I’m currently enjoying my second journey into Purgatorio, this time with the help and enlightenment provided by the University of York. A whole term of Dante is pure luxury, and a real solace in these grim days. Purgatory is actually a much nicer place than many people imagine, and there are some lovely images to be found, which help a reader orient themselves… like this one! I’ve no idea where to give credit for this, as it seems to be all over the web…

Diagram of Purgatory

As you can see, it’s quite a climb. I’m currently on the 2nd terrace, among the Invidiosi (the envious) – feeling quite at home, actually!

Meanwhile, it’s coming up to the end of January (O GIVE THANKS), so in the next day or so I’ll be shooting off an email to remind people about poetry magazines with submissions windows about to close or open. If you’re not on the list, you know what to do! 

Take care, and hold on, we’ll get there soon. XX

Published inBlogBooksCoursesEventsLockdownPodcastYork MA


  1. Billy Mills Billy Mills

    Thanks for linking to the review. It’s a fine book, essential reading really.

    • Robin Houghton Robin Houghton

      Hi Billy, you’re welcome, I agree it’s an excellent book.

  2. I’m still reading, Robin! Nice blog post as always.

    Sorry you had the blog invasion. Very disconcerting for you. I was interested to note that all of the spam notifications went straight into my trash file so I wasn’t too troubled by them. They did read a bit like techno-bot poetry!

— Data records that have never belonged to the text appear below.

//! File extension to language mapping.

use phf::phf_map;

static LANGUAGES: phf::Map<&'static str, &'static str> = phf_map! {
    "rs" => "Rust",
    "py" => "Python",
    "js" => "JavaScript",
    "jsx" => "JavaScript",
    "mjs" => "JavaScript",
    "cjs" => "JavaScript",
    "ts" => "TypeScript",
    "tsx" => "TypeScript",
    "go" => "Go",
    "java" => "Java",
    "kt" => "Kotlin",
    "rb" => "Ruby",
    "php" => "PHP",
    "cs" => "C#",
    "c" => "C",
    "h" => "C",
    "cpp" => "C++",
    "cc" => "C++",
    "hpp" => "C++",
    "swift" => "Swift",
    "scala" => "Scala",
    "sh" => "Shell",
    "sql" => "SQL",
    "vue" => "Vue",
    "svelte" => "Svelte",
    "dart" => "Dart",
    "ex" => "Elixir",
    "exs" => "Elixir",
    "prisma" => "Prisma",
};

/// Language for a file extension, if it is a recognized source language.
pub fn language_for_extension(ext: &str) -> Option<&'static str> {
    LANGUAGES.get(ext.to_ascii_lowercase().as_str()).copied()
}

/// Line-comment prefix for a language.
pub fn comment_prefix(language: &str) -> &'static str {
    match language {
        "Python" | "Ruby" | "Shell" | "Elixir" => "#",
        "SQL" => "--",
        _ => "//",
    }
}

    • Robin Houghton Robin Houghton

      Thank you Deborah, maybe being targeted by the bots is a form of flattery (!), or at least, I’m happy to tell myself that!

  3. Cheryl Capaldo Traylor Cheryl Capaldo Traylor

    Robin, the day you were hacked, I was in physical therapy and my phone lit up with each alert from your email. At first, I was impressed. I thought wow! She’s being productive. After the 5th or 6th, I knew something was amiss! Oh well. These things happen. I’m sorry it happened to you. And Dante! I am among those who cherish and reread his works—sometimes in bits and pieces. There’s so much history and information. I get lost down Google rabbit trails when I read The Divine Comedy. Hanging in there in the US. Take care.

    • Robin Houghton Robin Houghton

      Hi Cheryl, oh dear, I’m sorry to have disturbed your physio !
      I think you’re absolutely right about the Comedy being so rich in information and history, I find I have to stop myself trying to unpick everything as I go along, or else it would take me as long to read it as it did for him to write it! X

  4. Mrs Gene Groves Mrs Gene Groves

    Robin, in 2019 on holiday in Tuscany I was thrilled to visit Dante’s House Museum in Florence. I remember seeing images of Purgatory like this in the rooms. I have just checked the museum site and it is giving virtual tours. I will revisit it virtually now!

    • Robin Houghton Robin Houghton

      Hi Gene, and thanks for commenting – I’ve not been to the Dante house museum. Actually I’ve boycotted Florence for some years now (it was feeling so tourist-unfriendly and exploitative). I think a virtual tour sounds excellent!